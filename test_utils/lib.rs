use search_server::{search_corpus, DocumentId};
use std::error::Error;
use std::fs;

/// One ranked-search test case parsed from a directive-style corpus file.
pub struct CorpusTestCase {
    pub stop_word_text: String,
    pub documents: Vec<String>,
    pub query: String,
    pub expected_document_ids: Vec<DocumentId>,
}

/// Utility to load a corpus test case from a text file for testing and benchmarking.
///
/// Recognized directives, one per line: `STOP_WORDS:`, `DOCUMENT:` (repeated,
/// in ingestion order), `QUERY:`, `EXPECTED:` (the ranked document ids, space
/// separated; an empty list means no results) and `COMMENT:` (ignored).
pub fn load_corpus_from_file(file_path: &str) -> Result<CorpusTestCase, Box<dyn Error>> {
    let content = fs::read_to_string(file_path)?;

    let mut stop_word_text = String::new();
    let mut documents = Vec::new();
    let mut query = String::new();
    let mut expected_document_ids = Vec::new();

    for line in content.lines() {
        if let Some(rest) = line.strip_prefix("STOP_WORDS:") {
            stop_word_text = rest.trim().to_string();
        } else if let Some(rest) = line.strip_prefix("DOCUMENT:") {
            documents.push(rest.trim().to_string());
        } else if let Some(rest) = line.strip_prefix("QUERY:") {
            query = rest.trim().to_string();
        } else if let Some(rest) = line.strip_prefix("EXPECTED:") {
            for id in rest.split_whitespace() {
                expected_document_ids.push(id.parse::<DocumentId>()?);
            }
        } else if line.starts_with("COMMENT:") || line.trim().is_empty() {
            continue;
        } else {
            eprintln!("Skipping unrecognized line: {:?}", line);
        }
    }

    Ok(CorpusTestCase {
        stop_word_text,
        documents,
        query,
        expected_document_ids,
    })
}

/// Helper function to run the ranked search for a corpus file and check the
/// result order against its `EXPECTED:` ids.
///
/// Returns the number of discrepancies; with `use_assertions` set,
/// discrepancies panic instead so test failures carry context.
pub fn run_test_for_file(test_file_path: &str, use_assertions: bool) -> usize {
    let corpus = load_corpus_from_file(test_file_path).expect("Failed to load corpus test file");
    let document_refs: Vec<&str> = corpus.documents.iter().map(String::as_str).collect();

    // Log the file being processed
    eprintln!("Testing file: {}", test_file_path);

    let results = search_corpus(&corpus.stop_word_text, &document_refs, &corpus.query)
        .expect("Failed to search test corpus");
    let result_ids: Vec<DocumentId> = results.iter().map(|scored| scored.document_id).collect();

    let mut error_count = 0;

    if result_ids != corpus.expected_document_ids {
        error_count += 1; // Increment error count for ranking mismatch
    }

    // Relevance must never increase down the ranked list.
    for pair in results.windows(2) {
        if pair[0].relevance < pair[1].relevance {
            error_count += 1;
        }
    }

    if use_assertions {
        assert_eq!(
            result_ids, corpus.expected_document_ids,
            "{} - Expected ranking: {:?}, but got: {:?}",
            test_file_path, corpus.expected_document_ids, result_ids
        );

        for pair in results.windows(2) {
            assert!(
                pair[0].relevance >= pair[1].relevance,
                "{} - Results are not sorted by descending relevance: {:?}",
                test_file_path,
                results
            );
        }
    }

    error_count
}
//! Attribute cache store abstraction.
//!
//! A key-value store with per-key expiration and a publish/subscribe
//! channel. The store is the only state shared between service processes.

use std::time::Duration;

use async_trait::async_trait;
use tokio::sync::broadcast;

use crate::error::Result;

/// Backend for the distributed attribute cache.
#[async_trait]
pub trait AttributeStore: Send + Sync {
    /// Reads a value. Expired entries are reported as absent.
    async fn get(&self, key: &str) -> Result<Option<String>>;

    /// Writes a value that expires after `ttl`.
    async fn set_ex(&self, key: &str, value: String, ttl: Duration) -> Result<()>;

    /// Deletes one key. Returns whether it existed.
    async fn delete(&self, key: &str) -> Result<bool>;

    /// Deletes many keys in one operation. Returns how many existed.
    async fn delete_many(&self, keys: &[String]) -> Result<usize>;

    /// Lists live keys starting with `prefix`.
    async fn keys_with_prefix(&self, prefix: &str) -> Result<Vec<String>>;

    /// Publishes a message on `channel`. Returns the number of receivers.
    async fn publish(&self, channel: &str, payload: String) -> Result<usize>;

    /// Subscribes to messages published on `channel` from now on.
    async fn subscribe(&self, channel: &str) -> Result<broadcast::Receiver<String>>;

    /// Liveness probe.
    async fn ping(&self) -> Result<()>;

    fn backend_name(&self) -> &'static str;
}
------------------------------------------------------------
> **ASSIGNED TASK**
The answer must consist of each line in the entries above that includes "broadcast".

> **SOLUTION FOR THIS TASK**
use tokio::sync::broadcast;
    async fn subscribe(&self, channel: &str) -> Result<broadcast::Receiver<String>>;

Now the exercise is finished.